◆ Extracted records ◆
▼

//! Cross-process mutual exclusion over cache resources.
//!
//! Installers running in different processes coordinate through an advisory
//! lock on a `.lck` sidecar next to the protected resource. The lock is held
//! for the duration of a caller-supplied task and released when the guard is
//! dropped, whether the task succeeds, fails, or panics.

use crate::cache_paths::lock_file_for;
use crate::error::{InstallerError, Result};
use fs2::FileExt;
use log::{debug, info, warn};
use std::fs::{self, File, OpenOptions};
use std::path::{Path, PathBuf};
use std::time::{Duration, Instant};

/// Default upper bound on how long to wait for another installer.
pub const DEFAULT_LOCK_TIMEOUT: Duration = Duration::from_secs(120);

/// Default pause between lock attempts.
pub const DEFAULT_POLL_INTERVAL: Duration = Duration::from_millis(200);

/// How long to wait for a lock and how often to retry.
#[derive(Debug, Clone, Copy, PartialEq, Eq)]
pub struct LockOptions {
    /// Give up after this long.
    pub timeout: Duration,
    /// Sleep this long between attempts.
    pub poll_interval: Duration,
}

impl Default for LockOptions {
    fn default() -> Self {
        Self {
            timeout: DEFAULT_LOCK_TIMEOUT,
            poll_interval: DEFAULT_POLL_INTERVAL,
        }
    }
}

/// A held lock. Unlocks and closes the sidecar exactly once, on drop.
struct LockGuard {
    file: File,
    path: PathBuf,
}

impl Drop for LockGuard {
    fn drop(&mut self) {
        if let Err(err) = FileExt::unlock(&self.file) {
            warn!("failed to release lock {}: {err}", self.path.display());
        } else {
            debug!("released lock {}", self.path.display());
        }
    }
}

/// Runs `task` while holding an exclusive lock on `resource`.
///
/// The lock lives in `<resource>.lck`; its parent directory is created when
/// missing. Acquisition is retried every `options.poll_interval` until
/// `options.timeout` has elapsed.
///
/// # Errors
///
/// Returns [`InstallerError::LockTimeout`] if the lock stays busy for longer
/// than the timeout, [`InstallerError::Io`] if the sidecar cannot be
/// created, and otherwise whatever `task` returns.
///
/// # Examples
///
/// ```
/// use antw_installer::lock::{LockOptions, with_lock};
///
/// let dir = tempfile::tempdir()?;
/// let resource = dir.path().join("cache").join("tool.zip");
/// let answer = with_lock(&resource, LockOptions::default(), || Ok(42))?;
/// assert_eq!(answer, 42);
/// assert!(dir.path().join("cache").join("tool.zip.lck").exists());
/// # Ok::<(), Box<dyn std::error::Error>>(())
/// ```
pub fn with_lock<T, F>(resource: &Path, options: LockOptions, task: F) -> Result<T>
where
    F: FnOnce() -> Result<T>,
{
    let guard = acquire(resource, options)?;
    let outcome = task();
    drop(guard);
    outcome
}

fn acquire(resource: &Path, options: LockOptions) -> Result<LockGuard> {
    let path = lock_file_for(resource);
    let file = open_lock_file(&path)?;

    let started = Instant::now();
    let mut announced = false;
    loop {
        if file.try_lock_exclusive().is_ok() {
            debug!("acquired lock {}", path.display());
            return Ok(LockGuard { file, path });
        }
        if started.elapsed() >= options.timeout {
            return Err(InstallerError::LockTimeout {
                resource: resource.to_path_buf(),
                waited: started.elapsed(),
            });
        }
        if !announced {
            info!(
                "waiting for another process to finish installing {}",
                resource.display()
            );
            announced = true;
        }
        std::thread::sleep(options.poll_interval);
    }
}

fn open_lock_file(path: &Path) -> Result<File> {
    if let Some(parent) = path.parent() {
        if let Err(err) = fs::create_dir_all(parent) {
            if !parent.is_dir() {
                return Err(InstallerError::io(
                    format!("failed to create lock directory {}", parent.display()),
                    err,
                ));
            }
        }
    }
    OpenOptions::new()
        .create(true)
        .read(true)
        .write(true)
        .truncate(false)
        .open(path)
        .map_err(|e| InstallerError::io(format!("failed to open lock file {}", path.display()), e))
}

#[cfg(test)]
mod tests {
    use super::*;
    use std::sync::atomic::{AtomicUsize, Ordering};
    use std::sync::{Arc, Barrier};

    fn short_options() -> LockOptions {
        LockOptions {
            timeout: Duration::from_millis(200),
            poll_interval: Duration::from_millis(10),
        }
    }

    #[test]
    fn runs_task_and_returns_its_value() {
        let dir = tempfile::tempdir().expect("temp dir");
        let resource = dir.path().join("a").join("b").join("tool.zip");
        let value = with_lock(&resource, short_options(), || Ok("done")).expect("lock");
        assert_eq!(value, "done");
        assert!(lock_file_for(&resource).exists());
    }

    #[test]
    fn times_out_while_lock_is_held_elsewhere() {
        let dir = tempfile::tempdir().expect("temp dir");
        let resource = dir.path().join("tool.zip");
        let holder = open_lock_file(&lock_file_for(&resource)).expect("open");
        holder.lock_exclusive().expect("hold lock");

        let ran = AtomicUsize::new(0);
        let err = with_lock(&resource, short_options(), || {
            ran.fetch_add(1, Ordering::SeqCst);
            Ok(())
        })
        .expect_err("expected timeout");

        assert!(matches!(err, InstallerError::LockTimeout { ref resource, .. } if resource.ends_with("tool.zip")));
        assert_eq!(ran.load(Ordering::SeqCst), 0);
        FileExt::unlock(&holder).expect("unlock");
    }

    #[test]
    fn releases_lock_when_task_fails() {
        let dir = tempfile::tempdir().expect("temp dir");
        let resource = dir.path().join("tool.zip");

        let failed: Result<()> = with_lock(&resource, short_options(), || {
            Err(InstallerError::configuration("boom"))
        });
        assert!(failed.is_err());

        let reacquired = with_lock(&resource, short_options(), || Ok(()));
        assert!(reacquired.is_ok());
    }

    #[test]
    fn releases_lock_when_task_panics() {
        let dir = tempfile::tempdir().expect("temp dir");
        let resource = dir.path().join("tool.zip");

        let panicked = std::panic::catch_unwind(|| {
            let _: Result<()> = with_lock(&resource, short_options(), || panic!("task exploded"));
        });
        assert!(panicked.is_err());

        assert!(with_lock(&resource, short_options(), || Ok(())).is_ok());
    }

    #[test]
    fn serialises_concurrent_holders() {
        let dir = tempfile::tempdir().expect("temp dir");
        let resource = Arc::new(dir.path().join("tool.zip"));
        let inside = Arc::new(AtomicUsize::new(0));
        let max_inside = Arc::new(AtomicUsize::new(0));
        let barrier = Arc::new(Barrier::new(4));
        let options = LockOptions {
            timeout: Duration::from_secs(10),
            poll_interval: Duration::from_millis(5),
        };

        let handles: Vec<_> = (0..4)
            .map(|_| {
                let resource = Arc::clone(&resource);
                let inside = Arc::clone(&inside);
                let max_inside = Arc::clone(&max_inside);
                let barrier = Arc::clone(&barrier);
                std::thread::spawn(move || {
                    barrier.wait();
                    with_lock(&resource, options, || {
                        let now = inside.fetch_add(1, Ordering::SeqCst) + 1;
                        max_inside.fetch_max(now, Ordering::SeqCst);
                        std::thread::sleep(Duration::from_millis(20));
                        inside.fetch_sub(1, Ordering::SeqCst);
                        Ok(())
                    })
                })
            })
            .collect();

        for handle in handles {
            handle.join().expect("thread").expect("lock");
        }
        assert_eq!(max_inside.load(Ordering::SeqCst), 1);
    }

    #[test]
    fn fails_when_parent_is_a_file() {
        let dir = tempfile::tempdir().expect("temp dir");
        let occupied = dir.path().join("occupied");
        std::fs::write(&occupied, b"file").expect("write");
        let resource = occupied.join("tool.zip");

        let err = with_lock(&resource, short_options(), || Ok(())).expect_err("expected failure");
        assert!(matches!(err, InstallerError::Io { .. }));
    }
}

▲

◆ Instructions for the task ◆
Copy out all lines from the material above that contain the string "sidecar".

◆ Task solution ◆
//! lock on a `.lck` sidecar next to the protected resource. The lock is held
/// A held lock. Unlocks and closes the sidecar exactly once, on drop.
/// than the timeout, [`InstallerError::Io`] if the sidecar cannot be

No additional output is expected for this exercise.